Alan Turing's paper proposes the Imitation Game (Turing Test) as an operational bar for machine intelligence.
Winters and the wilderness moved the field from the first ai winter sets in to the second ai winter. The results narrowed the next question without closing it.
1974
The first AI winter sets in
After the critique of perceptrons and the pessimistic Lighthill report, funding and optimism collapse for roughly a decade.
Machines that learn moved the field from deep blue beats kasparov to alexnet ignites the deep-learning era. The results narrowed the next question without closing it.
1997
Deep Blue beats KasparovExperiment
IBM's Deep Blue defeats reigning world chess champion Garry Kasparov, the first computer to beat a champion under tournament conditions.
Foundation models and agents moved the field from the transformer architecture to forecast: "weakly general" ai. The results narrowed the next question without closing it.
2017
The transformer architectureTheory
"Attention Is All You Need" introduces the transformer, the attention-based architecture that underpins virtually every modern large language model.
Benchmarks saturate while autonomy lagsWe are here
Frontier models top out static benchmarks like MMLU and ARC-AGI-1, yet still struggle with long-horizon autonomy, exposing a gap between test scores and real agency.

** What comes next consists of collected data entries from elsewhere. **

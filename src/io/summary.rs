//! Run summary JSON.
//!
//! The summary is the "portable" record of a validation run:
//! - dataset accounting (records, storms, time range)
//! - headline BCI/φ/ρ statistics
//! - correlation and baseline results
//!
//! It is meant for archiving next to the manuscript figures, not for
//! re-ingestion.

use std::fs::File;
use std::path::Path;

use serde::Serialize;

use crate::domain::{DatasetStats, ScoredRecord};
use crate::error::AppError;
use crate::math::Correlation;
use crate::report::{SummaryStats, summarize};
use crate::validate::{BaselineComparison, ValidationOutput};

#[derive(Debug, Clone, Serialize)]
pub struct CorrelationSummary {
    pub r: f64,
    pub p_value: f64,
    pub n: usize,
}

impl From<Correlation> for CorrelationSummary {
    fn from(c: Correlation) -> Self {
        Self {
            r: c.r,
            p_value: c.p_value,
            n: c.n,
        }
    }
}

#[derive(Debug, Clone, Serialize)]
pub struct ModelSummary {
    pub label: String,
    pub auc: f64,
}

#[derive(Debug, Clone, Serialize)]
pub struct RunSummary {
    pub tool: String,
    pub version: String,
    pub generated: String,

    pub dataset: DatasetStats,

    pub bci: SummaryStats,
    pub phi: SummaryStats,
    pub rho: SummaryStats,

    pub correlation_spread_error: CorrelationSummary,
    pub correlation_bci_error: CorrelationSummary,
    pub partial_bci_given_spread: CorrelationSummary,

    pub high_error_threshold: f64,
    pub high_error_events: usize,
    pub models: Vec<ModelSummary>,
}

/// Assemble the summary from a validation run.
pub fn build_run_summary(records: &[ScoredRecord], validation: &ValidationOutput) -> RunSummary {
    let bci: Vec<f64> = records.iter().map(|r| r.score.bci).collect();
    let phi: Vec<f64> = records.iter().map(|r| r.score.phi).collect();
    let rho: Vec<f64> = records.iter().map(|r| r.score.rho).collect();

    RunSummary {
        tool: "bci".to_string(),
        version: env!("CARGO_PKG_VERSION").to_string(),
        generated: chrono::Local::now().to_rfc3339(),
        dataset: validation.stats.clone(),
        bci: summarize(&bci),
        phi: summarize(&phi),
        rho: summarize(&rho),
        correlation_spread_error: validation.corr_spread.into(),
        correlation_bci_error: validation.corr_bci.into(),
        partial_bci_given_spread: validation.partial.into(),
        high_error_threshold: validation.baseline.threshold,
        high_error_events: validation.baseline.n_high,
        models: model_summaries(&validation.baseline),
    }
}

fn model_summaries(baseline: &BaselineComparison) -> Vec<ModelSummary> {
    baseline
        .models
        .iter()
        .map(|m| ModelSummary {
            label: m.label.clone(),
            auc: m.auc,
        })
        .collect()
}

/// Write the run summary JSON file.
pub fn write_summary_json(path: &Path, summary: &RunSummary) -> Result<(), AppError> {
    let file = File::create(path).map_err(|e| {
        AppError::new(2, format!("Failed to create summary JSON '{}': {e}", path.display()))
    })?;
    serde_json::to_writer_pretty(file, summary)
        .map_err(|e| AppError::new(2, format!("Failed to write summary JSON: {e}")))?;
    Ok(())
}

Events outside the declared eras moved the field from alphago defeats lee sedol to projected: ai handles week-long tasks. The results narrowed the next question without closing it.
2016
AlphaGo defeats Lee SedolExperiment
DeepMind's AlphaGo beats top Go professional Lee Sedol 4-1, mastering a game long considered a landmark for intuition and search.
Projected: AI handles week-long tasksExperimentTarget
Extrapolating METR's seven-month doubling implies agents could autonomously complete software tasks that take humans days or weeks by the end of the decade.
The learning curves and comparisons that justify each threshold's percentage. Every series is measured, with the source event linked in the timeline above.
B
The contribution flow
Hardware on the left, software on the right, both feeding the capability frontier in the middle. Line thickness = share of today's progress; colour = momentum. Labels sit outboard so nothing crosses the flows. Select a lever for its explanation →
acceleratingactivematuringbottleneckemerging
Tap a node or label · thicker line = more of today's push
04 · What it unlocks
If the remaining tests pass
Downstream capabilities, drawn dashed because they depend on results not yet in.